At the end of the nineteenth century, the terrible living conditions of the urban poor—especially the despicable conditions in tenements in large cities such as New York—came to the forefront. Exposés, such as Jacob Riis’s How the Other Half Lives, led to moral reform movements in cities across the nation and contributed to government involvement in housing reform. Unlike later public housing, late nineteenth-century tenements were privately owned, and, in terms of design, they bore little resemblance to modernist public housing; for example, they lacked the logical format of the Pruitt-Igoe complex. More important, tenement dwellers experienced de facto segregation from “mainstream” middle-class society; as in modernist public housing, the impoverished and mostly minority residents were not accepted in middle-class white society. Many tenement dwellers were from immigrant families and bore obvious marks of difference, whether skin color, native language, or religious practices.

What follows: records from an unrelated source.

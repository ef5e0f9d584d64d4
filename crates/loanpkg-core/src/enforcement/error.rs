//! Error types raised at the end of a validation pass.

use thiserror::Error;

use super::violations::ViolationMap;

/// Banner prefixed to every invalid-input report.
pub const INVALID_INPUT_BANNER: &str = "The contract input was invalid";

/// Banner prefixed to every illegal-state report.
pub const ILLEGAL_STATE_BANNER: &str = "The contract state was invalid";

/// Errors that abort a contract invocation.
///
/// None of these are caught inside the engine. The host discards the
/// transaction when any of them reaches it.
#[derive(Debug, Clone, PartialEq, Eq, Error)]
#[non_exhaustive]
pub enum ContractError {
    /// The submitted input broke one or more rules.
    ///
    /// The caller can fix the input and resubmit.
    #[error("The contract input was invalid: {details}")]
    Violation {
        /// Sum of all occurrence counts in the pass.
        violation_count: usize,
        /// Distinct violations joined with `"; "`.
        details: String,
    },

    /// The persisted state cannot accept this operation.
    #[error("The contract state was invalid: {details}")]
    IllegalState {
        /// Distinct violations joined with `"; "`.
        details: String,
    },

    /// A stored or submitted value did not have the shape the contract
    /// relies on.
    #[error("unexpected contract state: {message}")]
    UnexpectedState {
        /// What could not be interpreted.
        message: String,
    },

    /// No contract is registered under the requested name.
    #[error("no contract registered under name: {name}")]
    UnknownContract {
        /// The requested contract name.
        name: String,
    },
}

impl ContractError {
    /// Builds an invalid-input error from a non-empty violation map.
    #[must_use]
    pub fn invalid_input(violations: &ViolationMap) -> Self {
        Self::Violation {
            violation_count: violations.total(),
            details: violations.summary(),
        }
    }

    /// Builds an illegal-state error from a non-empty violation map.
    #[must_use]
    pub fn illegal_state(violations: &ViolationMap) -> Self {
        Self::IllegalState {
            details: violations.summary(),
        }
    }

    /// Shorthand for [`ContractError::UnexpectedState`].
    #[must_use]
    pub fn unexpected(message: impl Into<String>) -> Self {
        Self::UnexpectedState {
            message: message.into(),
        }
    }

    /// Returns the occurrence count for invalid-input errors.
    #[must_use]
    pub const fn violation_count(&self) -> Option<usize> {
        match self {
            Self::Violation {
                violation_count, ..
            } => Some(*violation_count),
            _ => None,
        }
    }

    /// Returns the joined violation details, if this error carries any.
    #[must_use]
    pub fn details(&self) -> Option<&str> {
        match self {
            Self::Violation { details, .. } | Self::IllegalState { details } => Some(details),
            _ => None,
        }
    }
}
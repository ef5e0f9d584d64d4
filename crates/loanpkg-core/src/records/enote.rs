use serde::{Deserialize, Serialize};

use super::common::{Date, Identifier};
use super::documents::DocumentMetadata;

/// An electronic promissory note held in an eVault.
#[derive(Debug, Clone, Default, PartialEq, Eq, Serialize, Deserialize)]
#[serde(default, rename_all = "camelCase")]
pub struct ENote {
    /// Party in control of the note.
    pub controller: Option<Controller>,
    /// The note document.
    pub e_note: Option<DocumentMetadata>,
    /// Date the note was signed.
    pub signed_date: Option<Date>,
    /// Name of the eVault holding the note.
    pub vault_name: String,
}

/// The controller of an eNote.
#[derive(Debug, Clone, Default, PartialEq, Eq, Serialize, Deserialize)]
#[serde(default, rename_all = "camelCase")]
pub struct Controller {
    /// Controller identifier.
    pub controller_uuid: Option<Identifier>,
    /// Controller display name.
    pub controller_name: String,
}
//! CLI subcommands.

pub mod contracts;
pub mod execute;
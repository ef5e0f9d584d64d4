//! Shared fixtures for unit tests.

use chrono::{Duration, TimeZone, Utc};

use crate::contracts::LoanScope;
use crate::enforcement::ValidationEnv;
use crate::records::{
    AchAccountType, AchMovement, Address, Asset, Checksum, Controller, Date, DisburseAccount,
    Disbursement, DocumentMetadata, ENote, FinancialAccount, Funding, Identifier, Loan,
    LoanStateMetadata, Money, MoneyMovement, ServicingData, ServicingRights, Status, Timestamp,
    ValidationItem, ValidationRequest, ValidationResults,
};

/// Fixed evaluation time used by every test.
pub(crate) fn now() -> Timestamp {
    Utc.with_ymd_and_hms(2024, 6, 1, 12, 0, 0).unwrap()
}

pub(crate) fn env() -> ValidationEnv {
    ValidationEnv::at(now())
}

/// A deterministic UUID literal for `n`.
pub(crate) fn uuid(n: u32) -> Identifier {
    Identifier::new(format!("00000000-0000-4000-8000-{n:012}"))
}

pub(crate) fn document(n: u32) -> DocumentMetadata {
    DocumentMetadata {
        id: Some(uuid(n)),
        file_name: format!("doc-{n}.pdf"),
        uri: format!("gs://loan-docs/doc-{n}"),
        content_type: "application/pdf".to_string(),
        document_type: "PROMISSORY_NOTE".to_string(),
        checksum: Some(Checksum::new(format!("checksum-{n}"), "SHA-512")),
    }
}

pub(crate) fn loan_state(n: u32) -> LoanStateMetadata {
    LoanStateMetadata {
        id: Some(uuid(1000 + n)),
        effective_time: Some(now() - Duration::days(i64::from(n) + 1)),
        uri: format!("gs://loan-states/state-{n}"),
        checksum: Some(Checksum::new(format!("state-checksum-{n}"), "SHA-512")),
    }
}

pub(crate) fn ach_movement() -> MoneyMovement {
    MoneyMovement {
        ach: Some(AchMovement {
            account_type: AchAccountType::Checking,
        }),
        wire: None,
    }
}

pub(crate) fn address() -> Address {
    Address {
        street: vec!["1 Main St".to_string()],
        city: "Springfield".to_string(),
        state: "IL".to_string(),
        zip: "62701".to_string(),
        country: "US".to_string(),
    }
}

pub(crate) fn disbursement(n: u32) -> Disbursement {
    Disbursement {
        id: Some(uuid(2000 + n)),
        started: Some(now() - Duration::days(2)),
        completed: Some(now() - Duration::days(1)),
        amount: Some(Money::new("1250.00", "USD")),
        status: Some(Status::new("COMPLETED")),
        disburse_account: Some(DisburseAccount {
            financial: Some(FinancialAccount {
                id: Some(uuid(3000 + n)),
                account_owner: "Jane Borrower".to_string(),
                account_number: "000123456789".to_string(),
                routing_number: "021000021".to_string(),
                movement: vec![ach_movement()],
            }),
            provenance: None,
        }),
    }
}

pub(crate) fn funding(disbursements: Vec<Disbursement>) -> Funding {
    Funding {
        status: Some(Status::new("FUNDED")),
        started: Some(now() - Duration::days(3)),
        completed: Some(now() - Duration::days(1)),
        disbursements,
    }
}

pub(crate) fn asset() -> Asset {
    let asset = Asset {
        id: Some(uuid(1)),
        asset_type: "MORTGAGE".to_string(),
        description: "30 year fixed".to_string(),
        ..Asset::default()
    };
    asset
        .with_loan(&Loan {
            id: Some(uuid(2)),
            originator_name: "First Lender".to_string(),
            ..Loan::default()
        })
        .unwrap()
}

pub(crate) fn servicing_rights() -> ServicingRights {
    ServicingRights {
        servicer_id: Some(uuid(4000)),
        servicer_name: "Main Street Servicing".to_string(),
    }
}

pub(crate) fn servicing_data() -> ServicingData {
    ServicingData {
        loan_id: Some(uuid(2)),
        asset_type: "MORTGAGE".to_string(),
        loan_state: vec![loan_state(1)],
        doc_meta: vec![document(100)],
    }
}

pub(crate) fn validation_request(n: u32) -> ValidationRequest {
    ValidationRequest {
        request_id: Some(uuid(5000 + n)),
        rule_set_id: Some(uuid(6000)),
        effective_time: Some(now() - Duration::hours(1)),
        validator_name: "Package Checkers".to_string(),
        requester_name: "First Lender".to_string(),
    }
}

pub(crate) fn validation_results() -> ValidationResults {
    ValidationResults {
        result_set_uuid: Some(uuid(7000)),
        result_set_effective_time: Some(now() - Duration::minutes(5)),
        result_set_provider: "Package Checkers".to_string(),
        validation_exception_count: 0,
        validation_warning_count: 1,
        validation_items: vec![ValidationItem {
            rule_id: "R-001".to_string(),
            description: "Appraisal is older than 90 days".to_string(),
            status: "WARNING".to_string(),
        }],
    }
}

pub(crate) fn controller(n: u32) -> Controller {
    Controller {
        controller_uuid: Some(uuid(8000 + n)),
        controller_name: format!("Controller {n}"),
    }
}

pub(crate) fn e_note() -> ENote {
    ENote {
        controller: Some(controller(1)),
        e_note: Some(document(200)),
        signed_date: Some(Date::new("2024-05-15")),
        vault_name: "Primary eVault".to_string(),
    }
}

/// A complete package accepted by `record-loan` on an empty scope.
pub(crate) fn package() -> LoanScope {
    LoanScope {
        asset: Some(asset()),
        documents: vec![document(1), document(2)],
        servicing_rights: Some(servicing_rights()),
        servicing_data: Some(servicing_data()),
        validation: None,
        e_note: Some(e_note()),
    }
}
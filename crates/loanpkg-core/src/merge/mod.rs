//! Append-merge of content-addressed records.
//!
//! Documents and loan states are append-only. A merge validates each
//! incoming record, checks its checksum, ID and (for loan states) effective
//! time against both the committed history and the rest of the batch, and
//! builds `existing ++ accepted` as a new collection. The collection only
//! leaves the pass when no violation was recorded, so a failed merge never
//! exposes a partial result.
//!
//! # Key Concepts
//!
//! - **History collision**: a key already committed, reported as
//!   `"... already exists"`
//! - **Batch collision**: a key repeated within the batch, reported as
//!   `"... is provided more than once in input"`
//! - **Re-commit**: a document resubmitted under a committed checksum; its
//!   ID, URI, content type and document type must be unchanged, and it is
//!   appended as a second entry

mod documents;
mod loan_states;

#[cfg(test)]
mod tests;

pub use documents::{append_documents, merge_documents, validate_document};
pub use loan_states::{append_loan_states, merge_loan_states, validate_loan_state};
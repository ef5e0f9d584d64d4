//! Third-party validation requests and their results.

use serde::{Deserialize, Serialize};

use super::common::{Identifier, Timestamp};

/// All validation iterations recorded for a loan.
#[derive(Debug, Clone, Default, PartialEq, Eq, Serialize, Deserialize)]
#[serde(default, rename_all = "camelCase")]
pub struct LoanValidation {
    /// Request/result pairs, in request order.
    pub iteration: Vec<ValidationIteration>,
}

impl LoanValidation {
    /// Finds the iteration for `request_id`, ignoring surrounding
    /// whitespace on either side.
    #[must_use]
    pub fn find(&self, request_id: &str) -> Option<&ValidationIteration> {
        let request_id = request_id.trim();
        self.iteration.iter().find(|iteration| {
            super::id_key(iteration.request.request_id.as_ref()) == Some(request_id)
        })
    }
}

/// One validation request and, once recorded, its results.
#[derive(Debug, Clone, Default, PartialEq, Eq, Serialize, Deserialize)]
#[serde(default, rename_all = "camelCase")]
pub struct ValidationIteration {
    /// The request.
    pub request: ValidationRequest,
    /// The results, once the validator responded.
    pub results: Option<ValidationResults>,
}

/// A request for a validator to check the loan package.
#[derive(Debug, Clone, Default, PartialEq, Eq, Serialize, Deserialize)]
#[serde(default, rename_all = "camelCase")]
pub struct ValidationRequest {
    /// Request identifier.
    pub request_id: Option<Identifier>,
    /// Rule set the validator applies.
    pub rule_set_id: Option<Identifier>,
    /// When the request was made.
    pub effective_time: Option<Timestamp>,
    /// Name of the validating party.
    pub validator_name: String,
    /// Name of the requesting party.
    pub requester_name: String,
}

/// Results a validator submits for an earlier request.
#[derive(Debug, Clone, Default, PartialEq, Eq, Serialize, Deserialize)]
#[serde(default, rename_all = "camelCase")]
pub struct ValidationResponse {
    /// The request being answered.
    pub request_id: Option<Identifier>,
    /// The results.
    pub results: Option<ValidationResults>,
}

/// A validator's result set.
#[derive(Debug, Clone, Default, PartialEq, Eq, Serialize, Deserialize)]
#[serde(default, rename_all = "camelCase")]
pub struct ValidationResults {
    /// Result set identifier.
    pub result_set_uuid: Option<Identifier>,
    /// When the results were produced.
    pub result_set_effective_time: Option<Timestamp>,
    /// Name of the party that produced the results.
    pub result_set_provider: String,
    /// Number of items with exception status.
    pub validation_exception_count: u32,
    /// Number of items with warning status.
    pub validation_warning_count: u32,
    /// Individual findings.
    pub validation_items: Vec<ValidationItem>,
}

/// One finding within a result set.
#[derive(Debug, Clone, Default, PartialEq, Eq, Serialize, Deserialize)]
#[serde(default, rename_all = "camelCase")]
pub struct ValidationItem {
    /// Rule that produced the finding.
    pub rule_id: String,
    /// Human-readable finding.
    pub description: String,
    /// Finding status, e.g. `PASS`, `WARNING`, `EXCEPTION`.
    pub status: String,
}
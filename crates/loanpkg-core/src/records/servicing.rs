use serde::{Deserialize, Serialize};

use super::common::Identifier;
use super::documents::{DocumentMetadata, LoanStateMetadata};

/// Servicing history for a loan: loan state snapshots and servicing
/// documents, both append-only.
#[derive(Debug, Clone, Default, PartialEq, Eq, Serialize, Deserialize)]
#[serde(default, rename_all = "camelCase")]
pub struct ServicingData {
    /// Identifier of the serviced loan.
    pub loan_id: Option<Identifier>,
    /// Asset type of the serviced loan.
    pub asset_type: String,
    /// Loan state snapshots, oldest first.
    pub loan_state: Vec<LoanStateMetadata>,
    /// Servicing documents.
    pub doc_meta: Vec<DocumentMetadata>,
}

/// The party currently holding servicing rights.
#[derive(Debug, Clone, Default, PartialEq, Eq, Serialize, Deserialize)]
#[serde(default, rename_all = "camelCase")]
pub struct ServicingRights {
    /// Servicer identifier.
    pub servicer_id: Option<Identifier>,
    /// Servicer display name.
    pub servicer_name: String,
}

During the Progressive Era of the early twentieth century, the modern conception of public housing began to take shape. In 1911 the National Housing Association (NHA), led by Lawrence Veiller, held its first meeting and clarified its “scientific” approach to housing reform. The NHA had five major goals: to prevent the erection of “unfit” housing, to encourage the building of “proper” housing, to ensure proper management and maintenance of existing housing, to attempt to renovate existing structures, and to bring about “scientific,” economic, and “reasonable” housing laws.
At the same time that the NHA was clarifying its strategy, the “garden city” movement was in vogue, supported by Herbert Hoover’s housing policy that favored the movement to the suburbs. A revamped plan to develop company towns, the garden city movement attempted to develop working-class suburbs with limited population to ensure good living conditions. Popular prior to World War II, the garden city suburbs left behind impoverished minority groups in the inner city, which increased the need for public housing. Meanwhile, the middle class was unwilling to support programs that primarily aided the lowest and most impoverished social and racial groups. Progressive reformers, such as the writer and activist Catherine Bauer argued, in Modern Housing (1934), against the construction of large-scale public housing. Bauer emphasized that a top-down approach to public housing (one that focused only on the very poor and did not include mixed-income support) would lead to the failure of public-housing complexes, which could not function if the residents relied on welfare “handouts” to provide for themselves and their family.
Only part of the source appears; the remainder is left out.